Eigentlich besteht die UFA auch noch keine 100 Jahre, denn 1945 wurde sie von den Alliierten liquidiert und musste zehn Jahre pausieren, um dann als Neugründung wieder schlecht und recht auf die Beine zu kommen. Warum wird überhaupt gefeiert?
Das sagt der Name der Ausstellung: DIE UFA – Geschichte einer Marke. Die heutige UFA legt Wert darauf, als Marke in aller Munde zu sein und ist ein Hauptsponsor der Ausstellung. Für sie ist es willkommene Werbung, auch wenn ihr an der eigenen Geschichte nicht alles gefällt – vor allem nicht die alte Raute mit dem blau-roten Logo! Er soll hier so selten wie möglich auftauchen. Die UFA ist heute modern, vielleicht sogar trendy. Keine leichte Aufgabe für die Kuratorin Klaudia Wick bei ihrer ersten Ausstellung an diesem Haus! Sie hat das bei dem ersten teils schlauchartigen Ausstellungsraum so gelöst, dass an der rechten Wand die Objekte der alten UFA beginnend mit der Stummfilmzeit zu sehen sind. Man findet Originalplakate an den Wänden, Fotos, Preistrophäen, Briefe und Tagebücher in Vitrinen und originale Roben der politisch gegensätzlichen Diven Marlene Dietrich und Zarah Leander. Auf dem Rückweg geht man an der linken Wand entlang, wo die Ufa der letzten sechs Jahrzehnte mit der Betonung auf Fernsehfilme und -Shows präsentiert wird. So mancher wird bei der Begegnung mit Serien „Danni Lowinski“ oder einigen „SOKOs“, täglichen Seifenopern wie „Gute Zeiten, schlechte Zeiten“ und „Verbotene Liebe“, beim Quiz „Wer weiß denn sowas“ und erst recht bei TV-Shows wie „Das Supertalent“ und „Deutschland sucht den Superstar“ erstaunt sein, dass auch dies UFA-Produktionen sind.

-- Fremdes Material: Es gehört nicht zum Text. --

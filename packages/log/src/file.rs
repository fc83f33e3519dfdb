//! File-backed sink.

#![cfg_attr(feature = "fail-on-warnings", deny(warnings))]
#![warn(clippy::all, clippy::pedantic, clippy::nursery, clippy::cargo)]
#![allow(clippy::multiple_crate_versions)]

use std::fs::File;
use std::io::{self, LineWriter, Write};
use std::path::Path;
use std::sync::{Mutex, PoisonError};

use log::{Level, LevelFilter};

use crate::sink::LogSink;

const TIMESTAMP_FORMAT: &str = "%Y-%m-%d %H:%M:%S";

/// Sink that appends one line per record to a log file.
///
/// Lines look like `[INFO][2024-05-01 12:00:00] - message`. Write failures
/// are dropped so a full disk never aborts a sync.
#[derive(Debug)]
pub struct FileSink {
    max_level: LevelFilter,
    writer: Mutex<LineWriter<File>>,
}

impl FileSink {
    /// Create (or truncate) the log file at `path`.
    ///
    /// Records more verbose than `max_level` are not written.
    ///
    /// # Errors
    ///
    /// * If the file cannot be created
    pub fn create(path: &Path, max_level: LevelFilter) -> io::Result<Self> {
        let file = File::create(path)?;
        Ok(Self {
            max_level,
            writer: Mutex::new(LineWriter::new(file)),
        })
    }
}

impl LogSink for FileSink {
    fn log(&self, level: Level, message: &str) {
        if level > self.max_level {
            return;
        }

        let timestamp = chrono::Local::now().format(TIMESTAMP_FORMAT);
        let mut writer = self.writer.lock().unwrap_or_else(PoisonError::into_inner);
        let _ = writeln!(writer, "[{level}][{timestamp}] - {message}");
    }
}
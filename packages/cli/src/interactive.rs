//! Interactive prompts using dialoguer.

#![cfg_attr(feature = "fail-on-warnings", deny(warnings))]
#![warn(clippy::all, clippy::pedantic, clippy::nursery, clippy::cargo)]
#![allow(clippy::multiple_crate_versions)]

use std::io;
use std::path::Path;

use dialoguer::Confirm;

/// Ask the user to confirm copying `source` into `target`.
///
/// Defaults to "no".
///
/// # Errors
///
/// * If the prompt cannot be shown (for example, no terminal)
pub fn confirm_sync(source: &Path, target: &Path) -> io::Result<bool> {
    Ok(Confirm::new()
        .with_prompt(format!(
            "Copy {} to {}?",
            source.display(),
            target.display()
        ))
        .default(false)
        .interact()?)
}
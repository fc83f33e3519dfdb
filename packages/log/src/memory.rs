//! In-memory sink.

#![cfg_attr(feature = "fail-on-warnings", deny(warnings))]
#![warn(clippy::all, clippy::pedantic, clippy::nursery, clippy::cargo)]
#![allow(clippy::multiple_crate_versions)]

use std::sync::{Mutex, PoisonError};

use log::Level;

use crate::sink::LogSink;

/// A single captured message.
#[derive(Debug, Clone, PartialEq, Eq)]
pub struct LogRecord {
    /// Level the message was emitted at.
    pub level: Level,
    /// The message text.
    pub message: String,
}

/// Sink that keeps every message in memory.
#[derive(Debug, Default)]
pub struct MemorySink {
    records: Mutex<Vec<LogRecord>>,
}

impl MemorySink {
    /// Create an empty sink.
    #[must_use]
    pub fn new() -> Self {
        Self::default()
    }

    /// Snapshot of all captured records, in emission order.
    #[must_use]
    pub fn records(&self) -> Vec<LogRecord> {
        self.records
            .lock()
            .unwrap_or_else(PoisonError::into_inner)
            .clone()
    }

    /// Messages captured at exactly `level`.
    #[must_use]
    pub fn messages_at(&self, level: Level) -> Vec<String> {
        self.records()
            .into_iter()
            .filter(|r| r.level == level)
            .map(|r| r.message)
            .collect()
    }

    /// Whether any message at `level` contains `needle`.
    #[must_use]
    pub fn contains(&self, level: Level, needle: &str) -> bool {
        self.messages_at(level).iter().any(|m| m.contains(needle))
    }
}

impl LogSink for MemorySink {
    fn log(&self, level: Level, message: &str) {
        self.records
            .lock()
            .unwrap_or_else(PoisonError::into_inner)
            .push(LogRecord {
                level,
                message: message.to_string(),
            });
    }
}
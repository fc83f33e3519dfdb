//! Ignore-file rules for dirsync.
//!
//! An ignore file holds one pattern per line. Lines that are empty or start
//! with `#` are skipped. The supported patterns are:
//!
//! * `name` - ignore entries whose basename is exactly `name`
//! * `prefix*` - ignore entries whose basename starts with `prefix`
//! * `*suffix` - ignore entries whose basename ends with `suffix`
//! * `*part*` - ignore entries whose basename contains `part`
//! * `/path` - ignore the entry at `root/path`
//! * `/path*` - ignore everything whose absolute path starts with `root/path`
//! * `!/path`, `!/path*` - force-include, overriding every ignore rule
//!
//! Rooted rules are resolved once, at load time, and are dropped when the
//! resolved path does not exist.
//!
//! # Example
//!
//! ```rust,ignore
//! use dirsync_rules::RuleSet;
//!
//! let rules = RuleSet::load(source_root, Path::new(".syncignore"), &sink);
//! if !rules.is_ignored(&path, None) {
//!     // copy it
//! }
//! ```

#![cfg_attr(feature = "fail-on-warnings", deny(warnings))]
#![warn(clippy::all, clippy::pedantic, clippy::nursery, clippy::cargo)]
#![allow(clippy::multiple_crate_versions)]

mod error;
mod parse;
mod rule_set;

pub use error::RuleError;
pub use rule_set::{DEFAULT_IGNORE_FILE, RuleSet};
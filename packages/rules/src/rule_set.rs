//! Rule storage, loading and evaluation.

#![cfg_attr(feature = "fail-on-warnings", deny(warnings))]
#![warn(clippy::all, clippy::pedantic, clippy::nursery, clippy::cargo)]
#![allow(clippy::multiple_crate_versions)]

use std::collections::BTreeSet;
use std::fs;
use std::path::{Path, PathBuf};

use dirsync_log::LogSink;
use path_clean::PathClean;

use crate::error::RuleError;

/// File name of the ignore file looked up when none is configured.
pub const DEFAULT_IGNORE_FILE: &str = ".syncignore";

/// A parsed, immutable set of ignore and force-include rules.
#[derive(Debug, Clone, Default)]
pub struct RuleSet {
    pub(crate) root: PathBuf,
    pub(crate) equals_names: BTreeSet<String>,
    pub(crate) startswith_names: BTreeSet<String>,
    pub(crate) endswith_names: BTreeSet<String>,
    pub(crate) contains_names: BTreeSet<String>,
    pub(crate) ignore_abs_equals: BTreeSet<PathBuf>,
    pub(crate) ignore_abs_prefixes: BTreeSet<PathBuf>,
    pub(crate) include_abs_equals: BTreeSet<PathBuf>,
    pub(crate) include_abs_prefixes: BTreeSet<PathBuf>,
}

impl RuleSet {
    /// Create a rule set with no rules, bound to `root`.
    #[must_use]
    pub fn empty(root: &Path) -> Self {
        Self {
            root: absolutize(root),
            ..Self::default()
        }
    }

    /// Load rules for `root` from `ignore_file`.
    ///
    /// A missing ignore file (or a missing root) yields an empty rule set.
    /// Read failures are logged at error level and the rules parsed up to
    /// that point are kept.
    pub fn load(root: &Path, ignore_file: &Path, sink: &dyn LogSink) -> Self {
        let mut rules = Self::empty(root);

        if !rules.root.exists() {
            sink.debug(&format!(
                "Sync root {} does not exist, no rules loaded",
                rules.root.display()
            ));
            return rules;
        }

        if !ignore_file.exists() {
            sink.debug(&format!(
                "No ignore file at {}, syncing everything",
                ignore_file.display()
            ));
            return rules;
        }

        sink.debug(&format!("Loading ignore rules from {}", ignore_file.display()));

        if let Err(e) = rules.read_file(ignore_file, sink) {
            sink.error(&e.to_string());
        }

        rules.log_summary(sink);
        rules
    }

    /// Parse rules for `root` from in-memory ignore file contents.
    pub fn parse(root: &Path, contents: &str, sink: &dyn LogSink) -> Self {
        let mut rules = Self::empty(root);
        for line in contents.lines() {
            rules.add_line(line, sink);
        }
        rules.log_summary(sink);
        rules
    }

    fn read_file(&mut self, ignore_file: &Path, sink: &dyn LogSink) -> Result<(), RuleError> {
        let bytes = fs::read(ignore_file).map_err(|e| RuleError::ReadError {
            path: ignore_file.to_path_buf(),
            source: e,
        })?;

        for (index, raw) in bytes.split(|&b| b == b'\n').enumerate() {
            let line = std::str::from_utf8(raw).map_err(|_| RuleError::InvalidUtf8 {
                path: ignore_file.to_path_buf(),
                line: index + 1,
            })?;
            self.add_line(line, sink);
        }

        Ok(())
    }

    fn add_line(&mut self, line: &str, sink: &dyn LogSink) {
        let line = line.trim();
        if line.is_empty() || line.starts_with('#') {
            return;
        }
        if self.add_pattern(line).is_none() {
            sink.debug(&format!("Dropped ignore rule: {line}"));
        }
    }

    fn log_summary(&self, sink: &dyn LogSink) {
        sink.debug(&format!("Ignore names equal to: {:?}", self.equals_names));
        sink.debug(&format!("Ignore names starting with: {:?}", self.startswith_names));
        sink.debug(&format!("Ignore names ending with: {:?}", self.endswith_names));
        sink.debug(&format!("Ignore names containing: {:?}", self.contains_names));
        sink.debug(&format!("Ignore paths equal to: {:?}", self.ignore_abs_equals));
        sink.debug(&format!("Ignore paths under: {:?}", self.ignore_abs_prefixes));
        sink.debug(&format!("Include paths equal to: {:?}", self.include_abs_equals));
        sink.debug(&format!("Include paths under: {:?}", self.include_abs_prefixes));
    }

    /// Decide whether `path` is ignored.
    ///
    /// `name` is the basename to test the name rules against; when `None`
    /// the last component of `path` is used. Force-include rules are checked
    /// first and win over every ignore rule.
    #[must_use]
    pub fn is_ignored(&self, path: &Path, name: Option<&str>) -> bool {
        let path = absolutize(path);

        if self.include_abs_equals.contains(&path)
            || self
                .include_abs_prefixes
                .iter()
                .any(|prefix| has_text_prefix(&path, prefix))
        {
            return false;
        }

        if self.ignore_abs_equals.contains(&path)
            || self
                .ignore_abs_prefixes
                .iter()
                .any(|prefix| has_text_prefix(&path, prefix))
        {
            return true;
        }

        let derived;
        let name = match name {
            Some(name) => name,
            None => {
                derived = path
                    .file_name()
                    .map(|n| n.to_string_lossy().into_owned())
                    .unwrap_or_default();
                derived.as_str()
            }
        };

        self.equals_names.contains(name)
            || self.startswith_names.iter().any(|p| name.starts_with(p.as_str()))
            || self.endswith_names.iter().any(|s| name.ends_with(s.as_str()))
            || self.contains_names.iter().any(|c| name.contains(c.as_str()))
    }

    /// The absolute root rooted rules were resolved against.
    #[must_use]
    pub fn root(&self) -> &Path {
        &self.root
    }

    /// Whether no rule of any kind was registered.
    #[must_use]
    pub fn is_empty(&self) -> bool {
        self.equals_names.is_empty()
            && self.startswith_names.is_empty()
            && self.endswith_names.is_empty()
            && self.contains_names.is_empty()
            && self.ignore_abs_equals.is_empty()
            && self.ignore_abs_prefixes.is_empty()
            && self.include_abs_equals.is_empty()
            && self.include_abs_prefixes.is_empty()
    }

    /// Basenames that are always ignored.
    #[must_use]
    pub const fn equals_names(&self) -> &BTreeSet<String> {
        &self.equals_names
    }

    /// Basename prefixes that are ignored.
    #[must_use]
    pub const fn startswith_names(&self) -> &BTreeSet<String> {
        &self.startswith_names
    }

    /// Basename suffixes that are ignored.
    #[must_use]
    pub const fn endswith_names(&self) -> &BTreeSet<String> {
        &self.endswith_names
    }

    /// Basename substrings that are ignored.
    #[must_use]
    pub const fn contains_names(&self) -> &BTreeSet<String> {
        &self.contains_names
    }

    /// Absolute paths that are ignored.
    #[must_use]
    pub const fn ignore_abs_equals(&self) -> &BTreeSet<PathBuf> {
        &self.ignore_abs_equals
    }

    /// Absolute path prefixes that are ignored.
    #[must_use]
    pub const fn ignore_abs_prefixes(&self) -> &BTreeSet<PathBuf> {
        &self.ignore_abs_prefixes
    }

    /// Absolute paths that are always included.
    #[must_use]
    pub const fn include_abs_equals(&self) -> &BTreeSet<PathBuf> {
        &self.include_abs_equals
    }

    /// Absolute path prefixes that are always included.
    #[must_use]
    pub const fn include_abs_prefixes(&self) -> &BTreeSet<PathBuf> {
        &self.include_abs_prefixes
    }
}

/// Make `path` absolute against the working directory and lexically clean it.
pub(crate) fn absolutize(path: &Path) -> PathBuf {
    if path.is_absolute() {
        return path.clean();
    }
    std::env::current_dir()
        .map_or_else(|_| path.to_path_buf(), |cwd| cwd.join(path))
        .clean()
}

/// Textual prefix test, so `/src/build` also covers `/src/builder`.
fn has_text_prefix(path: &Path, prefix: &Path) -> bool {
    path.as_os_str()
        .as_encoded_bytes()
        .starts_with(prefix.as_os_str().as_encoded_bytes())
}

Dazwischen wird stolz darauf verwiesen, dass die UFA auch verkappte DEFA-Filme produziert hat. Tatsächlich war es ihr gelungen, ehemalige DDR-Künstler wie Manfred Krug, Frank Beyer und Jurek Becker heranzuziehen.
Aber war da nicht noch was? Hatte es vielleicht Gründe, dass die UFA mitten im Ersten Weltkrieg von der Deutschen Bank erstmals und zum zweiten Mal mitten im Kalten Krieg von der selben, keineswegs geläuterten Bank gegründet wurde? Dass Familie Mohn mit Bertelsmann die Marke UFA nutzte und kommerziell vorantrieb?

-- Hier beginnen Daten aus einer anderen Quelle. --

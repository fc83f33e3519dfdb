//! Configuration file discovery.

#![cfg_attr(feature = "fail-on-warnings", deny(warnings))]
#![warn(clippy::all, clippy::pedantic, clippy::nursery, clippy::cargo)]
#![allow(clippy::multiple_crate_versions)]

use std::path::{Path, PathBuf};

/// File names looked up by [`discover_config`], in priority order.
pub const CONFIG_FILE_NAMES: [&str; 2] = ["dirsync.toml", "dirsync.json"];

/// Find the configuration file in `dir`, if any.
///
/// Only `dir` itself is searched; parent directories are not.
#[must_use]
pub fn discover_config(dir: &Path) -> Option<PathBuf> {
    CONFIG_FILE_NAMES
        .iter()
        .map(|name| dir.join(name))
        .find(|path| path.is_file())
}
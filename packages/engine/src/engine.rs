//! Tree walk and sync orchestration.

#![cfg_attr(feature = "fail-on-warnings", deny(warnings))]
#![warn(clippy::all, clippy::pedantic, clippy::nursery, clippy::cargo)]
#![allow(clippy::multiple_crate_versions)]

use std::fs;
use std::path::{Path, PathBuf};
use std::sync::Arc;

use dirsync_log::LogSink;
use dirsync_pool::WorkerPool;
use dirsync_rules::{DEFAULT_IGNORE_FILE, RuleSet};
use path_clean::PathClean;
use walkdir::{DirEntry, WalkDir};

use crate::error::SyncError;
use crate::report::SyncReport;
use crate::task::CopyTask;

/// Worker count used when none is configured.
pub const DEFAULT_THREADS: usize = 10;

/// Options for [`sync_dirs`].
#[derive(Debug, Clone, PartialEq, Eq)]
pub struct SyncOptions {
    /// Worker threads for copying. `None` copies inline on the walking thread.
    pub threads: Option<usize>,
    /// Ignore file to load rules from.
    pub ignore_file: PathBuf,
}

impl Default for SyncOptions {
    fn default() -> Self {
        Self {
            threads: Some(DEFAULT_THREADS),
            ignore_file: PathBuf::from(DEFAULT_IGNORE_FILE),
        }
    }
}

/// Mirror `source` into `target` with a fresh rule set and pool.
///
/// # Errors
///
/// * If the worker pool cannot be started
/// * If the source root is missing or the target lies inside it
pub fn sync_dirs(
    source: &Path,
    target: &Path,
    options: &SyncOptions,
    sink: Arc<dyn LogSink>,
) -> Result<SyncReport, SyncError> {
    let mut engine = SyncEngine::new(source, &options.ignore_file, Arc::clone(&sink));
    if let Some(threads) = options.threads {
        engine = engine.with_pool(WorkerPool::new(threads, sink)?);
    }
    engine.sync(target)
}

/// A single sync run: a source root, its rules, and an optional pool.
///
/// The engine is consumed by [`sync`](Self::sync); build a new one per run.
pub struct SyncEngine {
    source_root: PathBuf,
    rules: RuleSet,
    pool: Option<WorkerPool>,
    sink: Arc<dyn LogSink>,
}

impl SyncEngine {
    /// Create an engine for `source_root`, loading rules from `ignore_file`.
    #[must_use]
    pub fn new(source_root: &Path, ignore_file: &Path, sink: Arc<dyn LogSink>) -> Self {
        let rules = RuleSet::load(source_root, ignore_file, sink.as_ref());
        Self::with_rules(source_root, rules, sink)
    }

    /// Create an engine with an already-built rule set.
    #[must_use]
    pub fn with_rules(source_root: &Path, rules: RuleSet, sink: Arc<dyn LogSink>) -> Self {
        Self {
            source_root: source_root.to_path_buf(),
            rules,
            pool: None,
            sink,
        }
    }

    /// Hand file copies to `pool` instead of copying inline.
    #[must_use]
    pub fn with_pool(mut self, pool: WorkerPool) -> Self {
        self.pool = Some(pool);
        self
    }

    /// Mirror the source root into `target_root`.
    ///
    /// When a pool is attached, the returned `copied` count comes from the
    /// drained pool; otherwise it is the walk's own sum.
    ///
    /// # Errors
    ///
    /// * If the source root does not exist
    /// * If `target_root` is inside the source root and not ignored
    /// * If either root cannot be resolved
    pub fn sync(mut self, target_root: &Path) -> Result<SyncReport, SyncError> {
        let source_root = self.source_root.clone();

        if !source_root.exists() {
            return Err(SyncError::SourceMissing(source_root));
        }
        self.check_target(target_root)?;

        self.sink.info(&format!(
            "Syncing {} -> {}",
            source_root.display(),
            target_root.display()
        ));

        let mut report = SyncReport::default();
        let walked = self.walk(&source_root, target_root, &mut report);

        match self.pool.take() {
            Some(pool) => report.absorb_pool(&pool.drain_and_stop()),
            None => report.copied = walked,
        }

        self.sink.info(&format!(
            "Sync finished: {} copied, {} failed, {} directories created, {} ignored",
            report.copied, report.failed, report.dirs_created, report.ignored
        ));

        Ok(report)
    }

    /// Pre-order walk of the source. A symlinked root is followed; every
    /// symlink below it is skipped.
    fn walk(&self, source_root: &Path, target_root: &Path, report: &mut SyncReport) -> u64 {
        let mut entries = WalkDir::new(source_root)
            .follow_root_links(true)
            .follow_links(false)
            .sort_by_file_name()
            .into_iter();
        let mut copied = 0;

        while let Some(entry) = entries.next() {
            let entry = match entry {
                Ok(entry) => entry,
                Err(e) => {
                    self.sink.error(&format!("[walk] {e}"));
                    report.walk_errors += 1;
                    continue;
                }
            };

            let file_type = entry.file_type();

            if self.is_pruned(&entry) {
                report.ignored += 1;
                if file_type.is_dir() {
                    entries.skip_current_dir();
                }
                continue;
            }

            let target = match entry.path().strip_prefix(source_root) {
                Ok(relative) if entry.depth() > 0 => target_root.join(relative),
                _ => target_root.to_path_buf(),
            };

            if file_type.is_symlink() {
                self.sink
                    .debug(&format!("[skip symlink] {}", entry.path().display()));
                report.skipped += 1;
            } else if file_type.is_file() {
                copied += self.copy_file(entry.path(), &target, report);
            } else if file_type.is_dir() {
                if !self.ensure_dir(&target, report) {
                    entries.skip_current_dir();
                }
            } else {
                self.sink
                    .debug(&format!("[skip special] {}", entry.path().display()));
                report.skipped += 1;
            }
        }

        copied
    }

    /// Whether the rules drop `entry`. A directory root is never matched.
    fn is_pruned(&self, entry: &DirEntry) -> bool {
        let ignored = if entry.depth() == 0 {
            entry.file_type().is_file() && self.rules.is_ignored(entry.path(), None)
        } else {
            let name = entry.file_name().to_string_lossy();
            self.rules.is_ignored(entry.path(), Some(&*name))
        };

        if ignored {
            self.sink
                .debug(&format!("[ignore] {}", entry.path().display()));
        }
        ignored
    }

    /// Make sure `target` is a directory. Returns `false` when its subtree
    /// has to be skipped.
    fn ensure_dir(&self, target: &Path, report: &mut SyncReport) -> bool {
        if target.is_dir() {
            return true;
        }

        if target.exists() {
            self.sink.error(&format!(
                "[walk] target {} exists and is not a directory",
                target.display()
            ));
            report.walk_errors += 1;
            return false;
        }

        if let Err(e) = fs::create_dir_all(target) {
            self.sink.error(&format!(
                "[walk] cannot create directory {}: {e}",
                target.display()
            ));
            report.walk_errors += 1;
            return false;
        }

        self.sink.info(&format!("[mkdir] {}", target.display()));
        report.dirs_created += 1;
        true
    }

    fn copy_file(&self, source: &Path, target: &Path, report: &mut SyncReport) -> u64 {
        let task = CopyTask::new(source, target);

        let Some(pool) = &self.pool else {
            report.tasks += 1;
            return match task.run(self.sink.as_ref()) {
                Ok(units) => {
                    report.succeeded += 1;
                    units
                }
                Err(e) => {
                    self.sink.error(&format!("[task failed] {e}"));
                    report.failed += 1;
                    0
                }
            };
        };

        // Queued tasks are tallied from the pool report after draining.
        let sink = Arc::clone(&self.sink);
        if let Err(e) = pool.submit(move || task.run(sink.as_ref())) {
            self.sink
                .error(&format!("[task failed] {}: {e}", source.display()));
            report.tasks += 1;
            report.failed += 1;
        }
        0
    }

    /// Reject a target inside the source unless the walk would prune it.
    fn check_target(&self, target_root: &Path) -> Result<(), SyncError> {
        let source = resolve(&self.source_root)?;
        let target = resolve(target_root)?;

        let Ok(relative) = target.strip_prefix(&source) else {
            return Ok(());
        };
        if relative.as_os_str().is_empty() {
            return Ok(());
        }

        if self.prunes_below_root(relative) {
            self.sink.debug(&format!(
                "Target {} is inside the source but ignored",
                target.display()
            ));
            return Ok(());
        }

        Err(SyncError::TargetInsideSource {
            source_root: source,
            target_root: target,
        })
    }

    /// Whether the rules drop `relative`, or any of its ancestors, below the
    /// source root.
    fn prunes_below_root(&self, relative: &Path) -> bool {
        // Rule paths are built from the root as given, not its canonical form.
        let mut current = std::path::absolute(&self.source_root)
            .map_or_else(|_| self.source_root.clone(), |p| p.clean());

        relative.components().any(|component| {
            current.push(component);
            let name = component.as_os_str().to_string_lossy();
            self.rules.is_ignored(&current, Some(&*name))
        })
    }
}

impl std::fmt::Debug for SyncEngine {
    fn fmt(&self, f: &mut std::fmt::Formatter<'_>) -> std::fmt::Result {
        f.debug_struct("SyncEngine")
            .field("source_root", &self.source_root)
            .field("rules", &self.rules)
            .field("pool", &self.pool)
            .finish_non_exhaustive()
    }
}

/// Absolute form of `path` with symlinks resolved through its longest
/// existing ancestor.
fn resolve(path: &Path) -> Result<PathBuf, SyncError> {
    let resolve_error = |e| SyncError::ResolveError {
        path: path.to_path_buf(),
        io_error: e,
    };

    let absolute = std::path::absolute(path).map_err(resolve_error)?.clean();

    let Some(existing) = absolute
        .ancestors()
        .find(|ancestor| ancestor.exists())
        .map(Path::to_path_buf)
    else {
        return Ok(absolute);
    };

    let mut resolved = fs::canonicalize(&existing).map_err(resolve_error)?;
    let rest = absolute.strip_prefix(&existing).unwrap_or(Path::new(""));
    if !rest.as_os_str().is_empty() {
        resolved.push(rest);
    }
    Ok(resolved)
}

Hat es einen Grund, dass die heutigen UFA-Besitzer die Tradition der zwanziger bis vierziger Jahre heute als schmuddelig empfinden? Tatsächlich produzierte die UFA nicht nur formal und technisch Beispielhaftes wie Fritz Langs „Metropolis“ (mit einer fatalen Botschaft), sondern bereitete mit den Fridericus-Rex-Filmen schon in den zwanziger Jahren das geistige Klima vor, dass zum deutschen Faschismus führte. Die perfiden großen Propagandaschinken der Nazis wie „Jud Süß“ und „Kolberg“ waren UFA-Produktionen.
Sie werden in der Ausstellung nicht vergessen. Sie sind Teil der großen Buntheit, mit der die UFA zwischen Tonfilmoperette und Melodram aufzuwarten hat. Die eine oder andere Aufklärung über die politischen Dimensionen geben pauschale Schrifttafeln, und auch, wer die aufgestellten Monitore anklickt, kann verstreute Auskünfte erwarten. Im zweiten Raum gibt es eine Reihe von Sichtungsplätzen, an denen man nicht nur ganze Filme betrachten, sondern auch ausführliche Dokumentationen über die UFA sehen kann, um das nachzuholen, was im Hauptraum zu kurz kommt. Aber die Zeit nimmt sich wohl nicht jeder Besucher.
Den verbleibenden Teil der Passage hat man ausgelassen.